If only Luke would listen, a certain tragedy would be avoided.

Barbara had only found a phone in his desk. A cell phone he kept for contacts in the Middle East. The balance sheet for the think-tank had grown thin, and he spent long hours re-reading his 9/11 papers, wondering when I saw 9/11 coming, why did no one believe me? He would ignore that he had failed to include so many vital details that actually happened in the attack. His anger at being overlooked would heat like a fever and he would think, like a bullied child, I’ll show them all. He would sip his whiskey, grow morose. He knew many people in the Middle East, some of them with loose connections to the terrorists he’d interviewed and psychologically dissected. He had sent out feelers, calling them, asking for meetings, trying to find a solution to his problem: how he could predict terrorist attacks with greater accuracy, how he could win wider acclaim, grow his business, be seen as a power player.

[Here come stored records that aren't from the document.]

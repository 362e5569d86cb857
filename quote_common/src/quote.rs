//! Quote data model.
//!
//! A `Quote` is the message streamed to subscribers: the symbol, its price and a
//! millisecond UTC timestamp. Quotes are minted fresh for every emission and never
//! mutated afterwards.

use chrono::Utc;
use serde::{Deserialize, Serialize};

/// Market quote for a single symbol.
#[derive(Debug, Clone, PartialEq, Serialize, Deserialize)]
pub struct Quote {
    /// Symbol identifier, case-sensitive.
    pub symbol: String,
    /// Current price, strictly positive.
    pub price: f64,
    /// UTC timestamp in milliseconds since Unix epoch.
    pub timestamp: u64,
}

impl Quote {
    /// Build a quote stamped with an explicit timestamp.
    pub fn new(symbol: impl Into<String>, price: f64, timestamp: u64) -> Self {
        Self {
            symbol: symbol.into(),
            price,
            timestamp,
        }
    }
}

/// Current UTC time in milliseconds since Unix epoch.
pub fn now_millis() -> u64 {
    Utc::now().timestamp_millis() as u64
}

He’d finally realized he’d needed someone that could help him make his vision work.

She’d found the phone and she’d listened to a voicemail he’d forgotten to erase, from an associate of the Arab billionaire. Stupid of him. But he had been listening to it when she interrupted him and he’d just switched off the phone. But she knew it wasn’t the phone he normally used. What had possessed her to pry, to listen to the voicemail? Had she been afraid he was unfaithful, that the phone was used for contact with a mistress? He worshipped Barbara. He knew how lucky he was. And she had waited until they were in the car, a day later, to confront him. He should have denied it all while they were driving but he was too rattled.

He would not make such a mistake again. It had cost him Barbara; it would not cost him his son.

He had driven to the deserted field from his Alexandria home, careful that Drummond or someone else was not following him. There was no sign of a shadow; then he reminded himself that if Drummond was still part of the government, then they could simply train a satellite on him and follow him.